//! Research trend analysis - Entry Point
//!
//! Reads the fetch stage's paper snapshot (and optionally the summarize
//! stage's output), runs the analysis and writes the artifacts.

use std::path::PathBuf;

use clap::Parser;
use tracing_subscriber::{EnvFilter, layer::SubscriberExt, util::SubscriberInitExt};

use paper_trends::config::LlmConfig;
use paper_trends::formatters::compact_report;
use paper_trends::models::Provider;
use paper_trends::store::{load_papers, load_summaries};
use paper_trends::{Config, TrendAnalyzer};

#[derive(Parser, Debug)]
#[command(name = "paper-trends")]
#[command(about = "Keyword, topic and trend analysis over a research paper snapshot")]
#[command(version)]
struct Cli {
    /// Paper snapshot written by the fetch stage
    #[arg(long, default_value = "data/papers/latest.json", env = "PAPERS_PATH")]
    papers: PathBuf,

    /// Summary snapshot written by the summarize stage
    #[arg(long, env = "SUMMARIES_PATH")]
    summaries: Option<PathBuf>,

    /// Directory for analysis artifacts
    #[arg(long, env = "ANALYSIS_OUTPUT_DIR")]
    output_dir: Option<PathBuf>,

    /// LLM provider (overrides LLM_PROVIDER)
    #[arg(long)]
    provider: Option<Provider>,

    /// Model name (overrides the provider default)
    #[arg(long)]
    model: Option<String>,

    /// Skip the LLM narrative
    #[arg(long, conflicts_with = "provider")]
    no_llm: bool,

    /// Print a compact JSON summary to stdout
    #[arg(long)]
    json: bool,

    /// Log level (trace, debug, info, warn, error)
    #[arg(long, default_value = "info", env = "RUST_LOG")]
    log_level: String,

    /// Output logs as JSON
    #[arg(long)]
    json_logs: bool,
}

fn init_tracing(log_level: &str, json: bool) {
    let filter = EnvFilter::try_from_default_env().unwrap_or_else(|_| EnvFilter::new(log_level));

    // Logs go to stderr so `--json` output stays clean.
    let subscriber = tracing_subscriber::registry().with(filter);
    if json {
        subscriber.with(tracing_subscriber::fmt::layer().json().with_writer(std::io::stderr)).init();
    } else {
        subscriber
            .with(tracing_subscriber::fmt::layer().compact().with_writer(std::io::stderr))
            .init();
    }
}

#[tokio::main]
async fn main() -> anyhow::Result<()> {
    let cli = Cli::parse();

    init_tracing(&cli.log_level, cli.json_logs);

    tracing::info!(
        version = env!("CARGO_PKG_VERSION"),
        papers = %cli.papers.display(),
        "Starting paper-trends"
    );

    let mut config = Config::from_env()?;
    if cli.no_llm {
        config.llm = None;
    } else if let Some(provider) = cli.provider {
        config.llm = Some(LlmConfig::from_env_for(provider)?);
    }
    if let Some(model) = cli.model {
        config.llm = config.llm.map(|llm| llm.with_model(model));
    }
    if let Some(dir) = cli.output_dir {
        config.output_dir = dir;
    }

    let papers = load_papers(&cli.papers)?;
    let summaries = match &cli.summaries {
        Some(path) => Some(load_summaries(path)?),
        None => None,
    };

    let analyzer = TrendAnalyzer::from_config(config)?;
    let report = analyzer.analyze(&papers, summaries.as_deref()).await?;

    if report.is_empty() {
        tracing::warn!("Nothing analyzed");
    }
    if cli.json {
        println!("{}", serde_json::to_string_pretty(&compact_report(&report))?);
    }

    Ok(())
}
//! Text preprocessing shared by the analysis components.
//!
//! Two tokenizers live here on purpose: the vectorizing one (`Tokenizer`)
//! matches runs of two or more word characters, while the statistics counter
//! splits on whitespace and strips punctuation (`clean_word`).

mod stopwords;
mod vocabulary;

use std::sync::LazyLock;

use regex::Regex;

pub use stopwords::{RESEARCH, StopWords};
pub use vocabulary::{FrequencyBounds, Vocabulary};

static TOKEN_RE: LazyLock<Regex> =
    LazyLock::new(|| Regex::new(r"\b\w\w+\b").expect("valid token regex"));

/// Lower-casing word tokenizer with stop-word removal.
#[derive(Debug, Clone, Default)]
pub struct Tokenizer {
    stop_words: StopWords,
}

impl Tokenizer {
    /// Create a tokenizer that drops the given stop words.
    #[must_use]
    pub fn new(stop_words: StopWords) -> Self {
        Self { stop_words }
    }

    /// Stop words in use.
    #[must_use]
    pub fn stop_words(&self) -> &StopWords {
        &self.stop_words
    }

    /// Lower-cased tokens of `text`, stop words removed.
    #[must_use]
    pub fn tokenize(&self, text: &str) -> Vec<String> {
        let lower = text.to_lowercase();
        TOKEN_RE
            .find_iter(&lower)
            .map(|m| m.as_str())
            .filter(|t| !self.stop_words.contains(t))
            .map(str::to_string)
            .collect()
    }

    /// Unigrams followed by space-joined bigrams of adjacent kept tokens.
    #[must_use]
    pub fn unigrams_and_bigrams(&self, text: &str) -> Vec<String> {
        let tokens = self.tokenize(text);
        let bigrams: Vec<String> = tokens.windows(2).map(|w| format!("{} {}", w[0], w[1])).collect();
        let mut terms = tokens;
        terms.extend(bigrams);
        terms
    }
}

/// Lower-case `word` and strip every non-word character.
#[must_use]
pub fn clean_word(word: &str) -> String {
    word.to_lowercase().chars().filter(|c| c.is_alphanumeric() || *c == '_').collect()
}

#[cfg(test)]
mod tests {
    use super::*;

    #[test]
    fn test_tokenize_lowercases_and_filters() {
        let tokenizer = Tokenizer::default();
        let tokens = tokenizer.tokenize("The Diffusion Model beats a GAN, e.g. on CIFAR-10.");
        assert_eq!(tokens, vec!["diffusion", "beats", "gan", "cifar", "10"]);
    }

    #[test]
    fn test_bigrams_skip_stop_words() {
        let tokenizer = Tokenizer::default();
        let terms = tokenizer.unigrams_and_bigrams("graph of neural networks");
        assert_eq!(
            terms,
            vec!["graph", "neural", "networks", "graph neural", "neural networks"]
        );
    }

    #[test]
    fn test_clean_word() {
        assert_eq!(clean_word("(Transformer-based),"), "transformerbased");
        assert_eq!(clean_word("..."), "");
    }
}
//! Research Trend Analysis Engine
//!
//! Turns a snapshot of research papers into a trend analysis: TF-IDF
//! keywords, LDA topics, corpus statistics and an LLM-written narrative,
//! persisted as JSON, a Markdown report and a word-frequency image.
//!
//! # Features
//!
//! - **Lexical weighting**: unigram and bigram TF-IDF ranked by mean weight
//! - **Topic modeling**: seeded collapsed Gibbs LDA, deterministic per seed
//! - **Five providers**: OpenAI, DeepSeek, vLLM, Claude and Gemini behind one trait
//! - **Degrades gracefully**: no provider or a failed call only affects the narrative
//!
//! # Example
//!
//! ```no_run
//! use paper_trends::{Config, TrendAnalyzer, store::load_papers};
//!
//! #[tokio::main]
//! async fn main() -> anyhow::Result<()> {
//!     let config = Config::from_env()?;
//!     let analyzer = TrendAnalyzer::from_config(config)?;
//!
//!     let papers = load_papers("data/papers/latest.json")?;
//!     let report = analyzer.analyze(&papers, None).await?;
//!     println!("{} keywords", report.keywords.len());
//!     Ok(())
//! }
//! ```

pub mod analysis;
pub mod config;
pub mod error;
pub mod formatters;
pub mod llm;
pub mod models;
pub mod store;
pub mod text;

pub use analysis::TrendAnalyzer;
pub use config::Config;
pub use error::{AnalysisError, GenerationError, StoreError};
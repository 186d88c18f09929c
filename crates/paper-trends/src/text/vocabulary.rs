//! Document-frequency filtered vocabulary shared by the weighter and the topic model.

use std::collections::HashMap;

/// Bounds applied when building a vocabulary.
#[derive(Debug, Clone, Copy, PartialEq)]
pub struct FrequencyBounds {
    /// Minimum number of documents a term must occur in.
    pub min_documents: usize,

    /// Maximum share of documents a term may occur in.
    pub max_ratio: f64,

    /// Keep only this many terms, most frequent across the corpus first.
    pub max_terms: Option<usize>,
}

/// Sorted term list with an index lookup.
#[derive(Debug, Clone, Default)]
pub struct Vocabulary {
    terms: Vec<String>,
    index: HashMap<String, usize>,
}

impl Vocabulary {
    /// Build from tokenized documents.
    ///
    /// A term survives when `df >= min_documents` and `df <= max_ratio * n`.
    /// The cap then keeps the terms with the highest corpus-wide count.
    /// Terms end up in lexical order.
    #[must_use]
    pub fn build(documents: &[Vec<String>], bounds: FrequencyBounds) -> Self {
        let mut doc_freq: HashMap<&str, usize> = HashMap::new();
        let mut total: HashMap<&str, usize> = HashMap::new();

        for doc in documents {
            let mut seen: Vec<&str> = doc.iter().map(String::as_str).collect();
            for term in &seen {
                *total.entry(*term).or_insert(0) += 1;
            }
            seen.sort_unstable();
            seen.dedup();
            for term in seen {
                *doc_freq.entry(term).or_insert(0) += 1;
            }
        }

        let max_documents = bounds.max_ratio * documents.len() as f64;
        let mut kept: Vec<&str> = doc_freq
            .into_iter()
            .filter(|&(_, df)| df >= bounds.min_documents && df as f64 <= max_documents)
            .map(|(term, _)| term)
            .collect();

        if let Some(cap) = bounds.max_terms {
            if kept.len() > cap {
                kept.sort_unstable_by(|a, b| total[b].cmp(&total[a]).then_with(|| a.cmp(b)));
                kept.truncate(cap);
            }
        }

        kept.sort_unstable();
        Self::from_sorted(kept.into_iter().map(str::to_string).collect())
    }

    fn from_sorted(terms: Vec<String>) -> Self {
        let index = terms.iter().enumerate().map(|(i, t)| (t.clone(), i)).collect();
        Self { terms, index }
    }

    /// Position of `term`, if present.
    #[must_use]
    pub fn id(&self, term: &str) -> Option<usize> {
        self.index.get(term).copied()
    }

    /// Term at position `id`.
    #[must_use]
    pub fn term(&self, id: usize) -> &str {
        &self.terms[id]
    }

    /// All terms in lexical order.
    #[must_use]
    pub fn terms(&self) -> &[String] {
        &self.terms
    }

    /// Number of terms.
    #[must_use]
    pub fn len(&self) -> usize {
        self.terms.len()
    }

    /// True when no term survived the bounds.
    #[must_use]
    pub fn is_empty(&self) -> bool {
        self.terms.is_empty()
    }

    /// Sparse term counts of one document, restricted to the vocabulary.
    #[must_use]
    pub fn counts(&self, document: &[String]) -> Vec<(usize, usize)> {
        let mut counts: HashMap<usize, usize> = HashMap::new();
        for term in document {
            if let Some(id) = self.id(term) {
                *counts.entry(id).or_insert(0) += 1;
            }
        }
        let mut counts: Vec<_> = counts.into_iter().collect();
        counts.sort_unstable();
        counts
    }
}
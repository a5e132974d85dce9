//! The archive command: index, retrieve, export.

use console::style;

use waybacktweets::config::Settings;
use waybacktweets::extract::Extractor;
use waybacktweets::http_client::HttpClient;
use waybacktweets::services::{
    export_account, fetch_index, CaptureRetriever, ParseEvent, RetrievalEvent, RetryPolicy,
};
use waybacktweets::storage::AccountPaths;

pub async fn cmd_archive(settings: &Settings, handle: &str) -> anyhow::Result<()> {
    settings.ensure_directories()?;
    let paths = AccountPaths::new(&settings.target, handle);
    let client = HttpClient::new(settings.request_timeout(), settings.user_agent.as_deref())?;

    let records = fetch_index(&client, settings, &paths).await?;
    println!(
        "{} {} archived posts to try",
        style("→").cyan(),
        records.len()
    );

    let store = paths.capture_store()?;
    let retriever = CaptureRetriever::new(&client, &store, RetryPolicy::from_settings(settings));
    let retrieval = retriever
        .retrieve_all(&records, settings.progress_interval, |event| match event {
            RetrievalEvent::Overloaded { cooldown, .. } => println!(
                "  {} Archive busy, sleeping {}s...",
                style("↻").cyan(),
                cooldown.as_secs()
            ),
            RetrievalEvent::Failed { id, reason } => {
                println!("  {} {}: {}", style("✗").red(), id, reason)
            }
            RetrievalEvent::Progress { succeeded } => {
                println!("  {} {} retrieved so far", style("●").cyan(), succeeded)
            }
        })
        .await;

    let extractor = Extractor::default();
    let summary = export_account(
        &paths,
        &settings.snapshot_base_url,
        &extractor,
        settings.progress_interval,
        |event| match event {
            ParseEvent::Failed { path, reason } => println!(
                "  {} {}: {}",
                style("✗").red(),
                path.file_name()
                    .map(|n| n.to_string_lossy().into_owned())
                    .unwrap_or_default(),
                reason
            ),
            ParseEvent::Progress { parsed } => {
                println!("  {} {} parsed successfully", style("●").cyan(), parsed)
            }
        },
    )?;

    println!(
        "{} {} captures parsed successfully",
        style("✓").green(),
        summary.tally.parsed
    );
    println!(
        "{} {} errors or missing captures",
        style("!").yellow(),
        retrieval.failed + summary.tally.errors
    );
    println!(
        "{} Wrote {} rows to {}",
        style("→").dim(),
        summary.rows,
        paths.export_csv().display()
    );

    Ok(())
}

Task to complete:
Everything from the first line of the data through the line holding "let cli = Cli::parse();" should be output exactly, and no other lines.

Solution to the exercise:
//! Research trend analysis - Entry Point
//!
//! Reads the fetch stage's paper snapshot (and optionally the summarize
//! stage's output), runs the analysis and writes the artifacts.

use std::path::PathBuf;

use clap::Parser;
use tracing_subscriber::{EnvFilter, layer::SubscriberExt, util::SubscriberInitExt};

use paper_trends::config::LlmConfig;
use paper_trends::formatters::compact_report;
use paper_trends::models::Provider;
use paper_trends::store::{load_papers, load_summaries};
use paper_trends::{Config, TrendAnalyzer};

#[derive(Parser, Debug)]
#[command(name = "paper-trends")]
#[command(about = "Keyword, topic and trend analysis over a research paper snapshot")]
#[command(version)]
struct Cli {
    /// Paper snapshot written by the fetch stage
    #[arg(long, default_value = "data/papers/latest.json", env = "PAPERS_PATH")]
    papers: PathBuf,

    /// Summary snapshot written by the summarize stage
    #[arg(long, env = "SUMMARIES_PATH")]
    summaries: Option<PathBuf>,

    /// Directory for analysis artifacts
    #[arg(long, env = "ANALYSIS_OUTPUT_DIR")]
    output_dir: Option<PathBuf>,

    /// LLM provider (overrides LLM_PROVIDER)
    #[arg(long)]
    provider: Option<Provider>,

    /// Model name (overrides the provider default)
    #[arg(long)]
    model: Option<String>,

    /// Skip the LLM narrative
    #[arg(long, conflicts_with = "provider")]
    no_llm: bool,

    /// Print a compact JSON summary to stdout
    #[arg(long)]
    json: bool,

    /// Log level (trace, debug, info, warn, error)
    #[arg(long, default_value = "info", env = "RUST_LOG")]
    log_level: String,

    /// Output logs as JSON
    #[arg(long)]
    json_logs: bool,
}

fn init_tracing(log_level: &str, json: bool) {
    let filter = EnvFilter::try_from_default_env().unwrap_or_else(|_| EnvFilter::new(log_level));

    // Logs go to stderr so `--json` output stays clean.
    let subscriber = tracing_subscriber::registry().with(filter);
    if json {
        subscriber.with(tracing_subscriber::fmt::layer().json().with_writer(std::io::stderr)).init();
    } else {
        subscriber
            .with(tracing_subscriber::fmt::layer().compact().with_writer(std::io::stderr))
            .init();
    }
}

#[tokio::main]
async fn main() -> anyhow::Result<()> {
    let cli = Cli::parse();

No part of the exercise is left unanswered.